Мобильность
Мобильность
При сравнении двух столетий бросается в глаза, что многократно цитируемая «индустриальная революция» — по крайней мере, в отношении вызванных ею потоков социальной мобильности — отнюдь не была такой революционной, как можно было бы предположить по ее названию. Так, в Пруссии доля индустриальных рабочих выросла с 1822 по 1861 год только с 3 до 7 %. Подлинный скачок в социальной мобильности произошел только в послевоенный период. Благодаря расширению сектора услуг в 60-е и 70-е годы шансы на социальный подъем в нижней трети социальной иерархии при сохранении различий с группами служащих и чиновников значительно увеличились. Прежде всего молодые люди и девушки из рабочих семей воспользовались экспансией сферы услуги сопряженными с ней подвижками в профессиональных структурах. В 1971 году армия служащих и чиновников среднего и низшего звена пополнилась ровно наполовину выходцами из рабочих семей (с 1920 по 1936 год рождения), а состав высшего чиновничества — почти на треть, причем 15 % из них — это дети неграмотных, а 23 % — дети обученных рабочих, 31 % —дети квалифицированных рабочих и 45 % — дети бригадиров и мастеров.
Социальная мобильность, как, кстати, и мобильность географическая, даже повседневная мобильность между домом и рабочим местом, перемешивают жизненные пути и ситуации людей. Со всеми этими видами мобильности, особенно с их совокупностью связаны сдвиги в индивидуализации применительно к семейным, соседским, дружеским, профессиональным и производственным отношениям, а также привязанности к определенной региональной культуре и ландшафту. Жизненные пути людей обретают самостоятельность относительно условий и связей, из которых они вышли или в которые входят заново, и наделяются собственной реальностью, которая переживается людьми как личная судьба.

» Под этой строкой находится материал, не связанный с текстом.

//! Catalog types: categories and products.

use chrono::{DateTime, Utc};
use serde::{Deserialize, Serialize};

use fournil_core::{CategoryId, Price, ProductId};

use super::{ValidationError, required_text};

/// A product category (viennoiseries, pains, pâtisseries …).
#[derive(Debug, Clone, PartialEq, Eq, Serialize, Deserialize)]
pub struct Category {
    pub id: CategoryId,
    pub name: String,
    /// URL-safe unique identifier.
    pub slug: String,
    /// CSS color used for the category badge.
    pub color: String,
    /// Icon name.
    pub icon: String,
    /// Display order, ascending.
    pub rank: i32,
}

/// Create/update payload for a category.
#[derive(Debug, Clone, Deserialize)]
pub struct CategoryInput {
    pub name: String,
    /// Derived from the name when empty.
    #[serde(default)]
    pub slug: String,
    #[serde(default)]
    pub color: String,
    #[serde(default)]
    pub icon: String,
    #[serde(default)]
    pub rank: i32,
}

impl CategoryInput {
    /// Validate and normalize the payload (trimmed name, slug derived if missing).
    ///
    /// # Errors
    ///
    /// Returns a `ValidationError` if the name is blank or the slug is not
    /// made of lowercase letters, digits and dashes.
    pub fn validate(&self) -> Result<Self, ValidationError> {
        let name = required_text("name", &self.name, 80)?;
        let slug = if self.slug.trim().is_empty() {
            slugify(&name)
        } else {
            self.slug.trim().to_owned()
        };
        if slug.is_empty()
            || !slug
                .chars()
                .all(|c| c.is_ascii_lowercase() || c.is_ascii_digit() || c == '-')
        {
            return Err(ValidationError::new(
                "slug",
                "must contain only lowercase letters, digits and dashes",
            ));
        }
        Ok(Self {
            name,
            slug,
            color: self.color.trim().to_owned(),
            icon: self.icon.trim().to_owned(),
            rank: self.rank,
        })
    }
}

/// Build a URL slug from a display name (`Pains spéciaux` → `pains-speciaux`).
#[must_use]
pub fn slugify(name: &str) -> String {
    let mut slug = String::with_capacity(name.len());
    for c in name.chars().flat_map(char::to_lowercase) {
        let c = match c {
            'à' | 'â' | 'ä' => 'a',
            'é' | 'è' | 'ê' | 'ë' => 'e',
            'î' | 'ï' => 'i',
            'ô' | 'ö' => 'o',
            'ù' | 'û' | 'ü' => 'u',
            'ç' => 'c',
            other => other,
        };
        if c.is_ascii_alphanumeric() {
            slug.push(c);
        } else if !slug.is_empty() && !slug.ends_with('-') {
            slug.push('-');
        }
    }
    while slug.ends_with('-') {
        slug.pop();
    }
    slug
}

/// A product sold by the bakery.
#[derive(Debug, Clone, PartialEq, Eq, Serialize, Deserialize)]
pub struct Product {
    pub id: ProductId,
    pub name: String,
    pub description: String,
    /// Unit price, tax included.
    pub price: Price,
    /// Image URLs, first one is the cover.
    pub images: Vec<String>,
    pub category_id: Option<CategoryId>,
    /// Units left for sale today.
    pub stock: u32,
    /// Whether the product is listed for sale.
    pub available: bool,
    pub created_at: DateTime<Utc>,
    pub updated_at: DateTime<Utc>,
}

impl Product {
    /// Cover image, if any.
    #[must_use]
    pub fn cover_image(&self) -> Option<&str> {
        self.images.first().map(String::as_str)
    }

    /// True if `quantity` units can be ordered right now.
    #[must_use]
    pub const fn can_order(&self, quantity: u32) -> bool {
        self.available && quantity <= self.stock
    }
}

/// Create/update payload for a product.
#[derive(Debug, Clone, Deserialize)]
pub struct ProductInput {
    pub name: String,
    #[serde(default)]
    pub description: String,
    pub price: Price,
    #[serde(default)]
    pub images: Vec<String>,
    #[serde(default)]
    pub category_id: Option<CategoryId>,
    #[serde(default)]
    pub stock: u32,
    #[serde(default = "default_available")]
    pub available: bool,
}

const fn default_available() -> bool {
    true
}

/// Highest unit price a product may carry. Stored prices are `NUMERIC(10, 2)`.
pub const MAX_PRICE: Price = Price::from_cents(1_000_000);

impl ProductInput {
    /// Validate and normalize the payload.
    ///
    /// # Errors
    ///
    /// Returns a `ValidationError` if the name is blank, the description too
    /// long, or the price negative or above [`MAX_PRICE`].
    pub fn validate(&self) -> Result<Self, ValidationError> {
        let name = required_text("name", &self.name, 120)?;
        if self.description.chars().count() > 2000 {
            return Err(ValidationError::new(
                "description",
                "must be at most 2000 characters",
            ));
        }
        if self.price.is_negative() {
            return Err(ValidationError::new("price", "cannot be negative"));
        }
        if self.price > MAX_PRICE {
            return Err(ValidationError::new(
                "price",
                format!("cannot exceed {}", MAX_PRICE.display()),
            ));
        }
        Ok(Self {
            name,
            description: self.description.trim().to_owned(),
            price: self.price.round(),
            images: self
                .images
                .iter()
                .map(|i| i.trim().to_owned())
                .filter(|i| !i.is_empty())
                .collect(),
            category_id: self.category_id,
            stock: self.stock,
            available: self.available,
        })
    }
}

/// Product listing filter.
#[derive(Debug, Clone, Default, PartialEq, Eq, Hash)]
pub struct ProductFilter {
    pub category_id: Option<CategoryId>,
    /// Case-insensitive match on name or description.
    pub query: Option<String>,
    /// Only products that are listed and in stock.
    pub available_only: bool,
}

impl ProductFilter {
    /// Whether `product` passes the filter.
    #[must_use]
    pub fn matches(&self, product: &Product) -> bool {
        if let Some(category_id) = self.category_id
            && product.category_id != Some(category_id)
        {
            return false;
        }
        if self.available_only && !(product.available && product.stock > 0) {
            return false;
        }
        match &self.query {
            Some(q) => {
                let q = q.to_lowercase();
                product.name.to_lowercase().contains(&q)
                    || product.description.to_lowercase().contains(&q)
            }
            None => true,
        }
    }
}

#[cfg(test)]
#[allow(clippy::unwrap_used)]
mod tests {
    use super::*;
    use crate::models::test_support::product;

    #[test]
    fn test_slugify() {
        assert_eq!(slugify("Pains spéciaux"), "pains-speciaux");
        assert_eq!(slugify("  Viennoiseries & Co. "), "viennoiseries-co");
        assert_eq!(slugify("Pâtisserie"), "patisserie");
    }

    #[test]
    fn test_category_input_derives_slug() {
        let input = CategoryInput {
            name: " Pains spéciaux ".to_owned(),
            slug: String::new(),
            color: "#c98b3a".to_owned(),
            icon: "bread".to_owned(),
            rank: 2,
        };
        let valid = input.validate().unwrap();
        assert_eq!(valid.name, "Pains spéciaux");
        assert_eq!(valid.slug, "pains-speciaux");
    }

    #[test]
    fn test_category_input_rejects_bad_slug() {
        let input = CategoryInput {
            name: "Pains".to_owned(),
            slug: "Pains Spéciaux".to_owned(),
            color: String::new(),
            icon: String::new(),
            rank: 0,
        };
        assert_eq!(input.validate().unwrap_err().field, "slug");
    }

    #[test]
    fn test_product_input_rejects_negative_price() {
        let input = ProductInput {
            name: "Baguette".to_owned(),
            description: String::new(),
            price: Price::from_cents(-10),
            images: vec![],
            category_id: None,
            stock: 10,
            available: true,
        };
        assert_eq!(input.validate().unwrap_err().field, "price");
    }

    #[test]
    fn test_product_input_caps_price() {
        let mut input = ProductInput {
            name: "Pièce montée".to_owned(),
            description: String::new(),
            price: Price::new(rust_decimal::Decimal::MAX),
            images: vec![],
            category_id: None,
            stock: 1,
            available: true,
        };
        let err = input.validate().unwrap_err();
        assert_eq!(err.field, "price");
        assert_eq!(err.message, "cannot exceed 10000,00 €");

        input.price = MAX_PRICE;
        assert_eq!(input.validate().unwrap().price, MAX_PRICE);
    }

    #[test]
    fn test_filter_matches() {
        let croissant = product(1, "Croissant au beurre", 120, 5);
        let mut empty = product(2, "Pain au chocolat", 130, 0);
        empty.category_id = Some(CategoryId::new(2));

        let by_query = ProductFilter {
            query: Some("BEURRE".to_owned()),
            ..ProductFilter::default()
        };
        assert!(by_query.matches(&croissant));
        assert!(!by_query.matches(&empty));

        let available = ProductFilter {
            available_only: true,
            ..ProductFilter::default()
        };
        assert!(available.matches(&croissant));
        assert!(!available.matches(&empty));

        let by_category = ProductFilter {
            category_id: Some(CategoryId::new(2)),
            ..ProductFilter::default()
        };
        assert!(by_category.matches(&empty));
        assert!(!by_category.matches(&croissant));
    }

    #[test]
    fn test_can_order() {
        let mut p = product(1, "Baguette", 110, 3);
        assert!(p.can_order(3));
        assert!(!p.can_order(4));
        p.available = false;
        assert!(!p.can_order(1));
    }
}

В излишке денег, используемом для личного домашнего хозяйства, заключена изрядная толика возросшего объема женского труда. Хотя чисто внешне доля женщин в общем количестве работающих в течение ста лет оставалась на удивление неизменной и составляла примерно 36 %. Но женщины в значительной части отказались от сомнительного статуса «оплачиваемых помощниц» сильного пола и благодаря наемному труду, при сохранении брачных отношений, обрели, так сказать, «самостоятельность». С 1950 по 1980 год доля «помощниц» из числа состоящих в браке женщин падает с 15 до 4 %, соответственно квота самостоятельно зарабатывающих деньги женщин, состоящих в браке, выросла с 9 до 36 % (параллельно все время растет число женщин, сохраняющих трудоспособность в браке даже в период материнства).
«Самостоятельно заработанные деньги» имеют не только материальную, но также социальную и символическую ценность. Они меняют соотношение сил в браке и семье. Разумеется, это сопровождается и новым принуждением со стороны наемного труда. Но даже с этим смиряются перед лицом угрозы растворения в домашней работе. «Собственные» деньги обнаруживают свою социальную взрывную силу именно там, где они, при условии их общественной значимости, избавляют женщину от почти феодального подчинения в семье и браке. Качество социальных отношений, консервируемое благодаря этому подчинению, во многом определялось тем, что у женщин не было собственных денег. Об этом свидетельствуют многочисленные интервью с работающими женщинами, которые благодаря самостоятельно заработанным деньгам смогли ослабить свою зависимость от семейных и брачных отношений, а то и вообще впервые открыто высказать то, что они думают о собственном положении в семье.
Эта тенденция усиливается еще и потому, что вместе с уменьшением срока трудоспособности и увеличением доли участия женщин и матерей в оплачиваемом труде роковое и несокрушимое нежелание мужчины заниматься домашней работой превращается в событие политического значения. «Собственные деньги», благодаря которым женщине удается избавиться от статуса «умеющей говорить кухонной мебели», в свою очередь побуждают ее к получению образования, к мобильности, к осознанию собственных интересов и тем самым определяют масштабы индивидуализационного сдвига и в семейных отношениях.
При традиционном распределении ролей можно было бы исходить из того, что профессиональная мобильность мужчины и семейная мобильность будут совпадать. На деле же связанное с рынком труда требование мобильности оказывается тем ядом, который разъедает семью. В конечном счете в семейные отношения вбивается клин: или оба, в соответствии с требованиями рынка труда, полностью мобильны, и тогда им грозит судьба «разорванной семьи» (и детское отделение в железнодорожном экспрессе). Или же одна половина — известно, какая — остается и дальше «ограниченной в передвижении вследствие брачных отношений» со всеми вытекающими отсюда тяготами и обидами. Именно здесь можно увидеть, как последовательное развитие индустриального общества разрушает или даже уничтожает его собственную жизненную основу — в нашем случае «супружеское» неравенство полов в малой семье.